06 Mei 2008

Deddy Mizwar, Chelsea Olivia Wijaya,

Deddy Mizwar
Keragaman Tema



















Rabu, 7 Mei 2008 | 02:04 WIB

Aktor terbaik Indonesian Movie Award 2008, Deddy Mizwar (53), agak kecewa dengan wajah film Indonesia sekarang. Katanya, dari kegairahan perfilman belakangan ini, yang menonjol justru film tentang hantu-hantuan dan komedi seks.

Dalam diskusi film di Teater Populer, Jakarta Pusat, Minggu (4/5) malam, ia mengatakan, film Indonesia semestinya lebih beragam karena kita punya akar budaya yang beragam pula. Akar budaya itu bisa menjadi inspirasi para pembuat film.

"Kita bangsa yang majemuk dan sangat dinamis. Seharusnya film Indonesia beragam juga, tidak hanya tentang hantu-hantuan dan komedi seks," katanya.

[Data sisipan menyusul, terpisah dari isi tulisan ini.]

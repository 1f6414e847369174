//! Canary Service - Background poller and HTTP accessory API.
//!
//! Run with: `cargo run -p canary-service`

use std::path::PathBuf;
use std::sync::Arc;

use axum::Router;
use clap::Parser;
use tower_http::trace::TraceLayer;
use tracing::info;

use canary_core::{Bridge, CanaryClient};
use canary_service::{AppState, Config, api};

/// Canary Service - Background poller and HTTP accessory API.
#[derive(Parser, Debug)]
#[command(name = "canary-service")]
#[command(version, about, long_about = None)]
struct Args {
    /// Path to configuration file.
    #[arg(short, long)]
    config: Option<PathBuf>,

    /// Bind address (overrides config).
    #[arg(short, long)]
    bind: Option<String>,

    /// Device serial number (overrides config).
    #[arg(short, long)]
    serial: Option<String>,

    /// Canary account username (overrides config).
    #[arg(long, env = "CANARY_USERNAME")]
    username: Option<String>,

    /// Canary account password (overrides config).
    #[arg(long, env = "CANARY_PASSWORD", hide_env_values = true)]
    password: Option<String>,

    /// Pre-obtained bearer token; skips login (overrides config).
    #[arg(long, env = "CANARY_SESSION", hide_env_values = true)]
    session: Option<String>,

    /// Seconds between update cycles (overrides config).
    #[arg(long)]
    polling_interval: Option<u64>,

    /// Disable background poller (API only mode).
    #[arg(long)]
    no_poller: bool,
}

#[tokio::main]
async fn main() -> anyhow::Result<()> {
    let args = Args::parse();

    tracing_subscriber::fmt()
        .with_env_filter(
            tracing_subscriber::EnvFilter::from_default_env()
                .add_directive("canary_service=info".parse()?)
                .add_directive("canary_core=info".parse()?),
        )
        .init();

    let mut config = match &args.config {
        Some(path) => Config::load(path)?,
        None => Config::load_default()?,
    };
    apply_overrides(&mut config, args.clone_overrides());
    config.validate()?;

    let client = CanaryClient::with_timeout(&config.api.base_url, config.api.timeout())?;
    let bridge = Bridge::new(Arc::new(client), config.accessory.bridge_settings())?;
    let state = AppState::new(&bridge, config.clone());

    info!(
        "Bridging Canary device {} as \"{}\"",
        config.accessory.serial, config.accessory.name
    );

    let poller = if args.no_poller {
        info!("Background poller disabled");
        None
    } else {
        let handle = bridge.start().await;
        state.set_polling(true);
        Some(handle)
    };

    let app = Router::new()
        .merge(api::router())
        .layer(TraceLayer::new_for_http())
        .with_state(Arc::clone(&state));

    let listener = tokio::net::TcpListener::bind(config.server.bind.as_str()).await?;
    info!("Starting server on {}", listener.local_addr()?);

    axum::serve(listener, app)
        .with_graceful_shutdown(shutdown_signal())
        .await?;

    if let Some(handle) = poller {
        handle.shutdown().await;
        state.set_polling(false);
    }
    info!("Service stopped");

    Ok(())
}

/// Command-line values that take precedence over the configuration file.
#[derive(Debug, Default)]
struct Overrides {
    bind: Option<String>,
    serial: Option<String>,
    username: Option<String>,
    password: Option<String>,
    session: Option<String>,
    polling_interval: Option<u64>,
}

impl Args {
    fn clone_overrides(&self) -> Overrides {
        Overrides {
            bind: self.bind.clone(),
            serial: self.serial.clone(),
            username: self.username.clone(),
            password: self.password.clone(),
            session: self.session.clone(),
            polling_interval: self.polling_interval,
        }
    }
}

fn apply_overrides(config: &mut Config, overrides: Overrides) {
    if let Some(bind) = overrides.bind {
        config.server.bind = bind;
    }
    if let Some(serial) = overrides.serial {
        config.accessory.serial = serial;
    }
    if let Some(username) = overrides.username {
        config.accessory.username = Some(username);
    }
    if let Some(password) = overrides.password {
        config.accessory.password = Some(password);
    }
    if let Some(session) = overrides.session {
        config.accessory.session = Some(session);
    }
    if let Some(interval) = overrides.polling_interval {
        config.accessory.polling_interval = interval;
    }
}

async fn shutdown_signal() {
    if let Err(e) = tokio::signal::ctrl_c().await {
        tracing::error!("Failed to listen for shutdown signal: {}", e);
        std::future::pending::<()>().await;
    }
    info!("Shutdown signal received");
}
//! Error types for data parsing in canary-types.

use thiserror::Error;

/// Errors that can occur when interpreting Canary API data.
///
/// This error type does not include transport errors (those belong in
/// canary-core).
#[derive(Debug, Error, PartialEq, Eq)]
#[non_exhaustive]
pub enum ParseError {
    /// The sensor type name is not one of the known kinds.
    #[error("Unknown sensor type: {0}")]
    UnknownSensorType(String),
}

/// Result type alias using canary-types' ParseError type.
pub type ParseResult<T> = std::result::Result<T, ParseError>;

Menurut pria yang bermain dalam film Naga Bonar ini, keragaman tema film merupakan bagian dari demokratisasi dunia perfilman. Film dengan unsur demokratis itu bisa mengajarkan masyarakat tentang semangat demokrasi sekaligus menghargai hasil karya orang lain.

Dia juga berharap pemerintah lebih serius memerhatikan keberlanjutan perfilman nasional yang tengah bergairah.

"Yang kita butuhkan adalah dukungan konkret (dari pemerintah) seperti hukum perfilman, serta subsidi yang bisa membantu memajukan perfilman nasional. Sampai saat ini kita belum melihat itu. Payung hukumnya juga belum dibahas," ungkapnya. (NAL)

 

Chelsea Olivia Wijaya: "Summer Breeze"

Rabu, 7 Mei 2008

Bermain dalam film terbarunya, pemain sinetron Buku Harian Nayla, Chelsea Olivia Wijaya, tampak makin matang. Memerankan gadis cantik bernama Reina, Olivia tampil dewasa.

"Ini film layar lebar keduaku setelah Bukan Bintang Biasa. Aku senang bisa menjadi pemain utama," katanya. Film drama ini disutradarai Allan Lunardi dan ceritanya merupakan adaptasi dari novel Summer Breeze karya Orizuka.

Konflik saudara kembar, Ares (Mischa Chandrawinata) dan Orion (Marchell Chandrawinata), yang punya karakter berbeda menjadi alur utama film ini. Ares, Orion, dan Reina bersahabat sejak kecil, hingga Reina meninggalkan keduanya. Ia pergi ke Amerika Serikat.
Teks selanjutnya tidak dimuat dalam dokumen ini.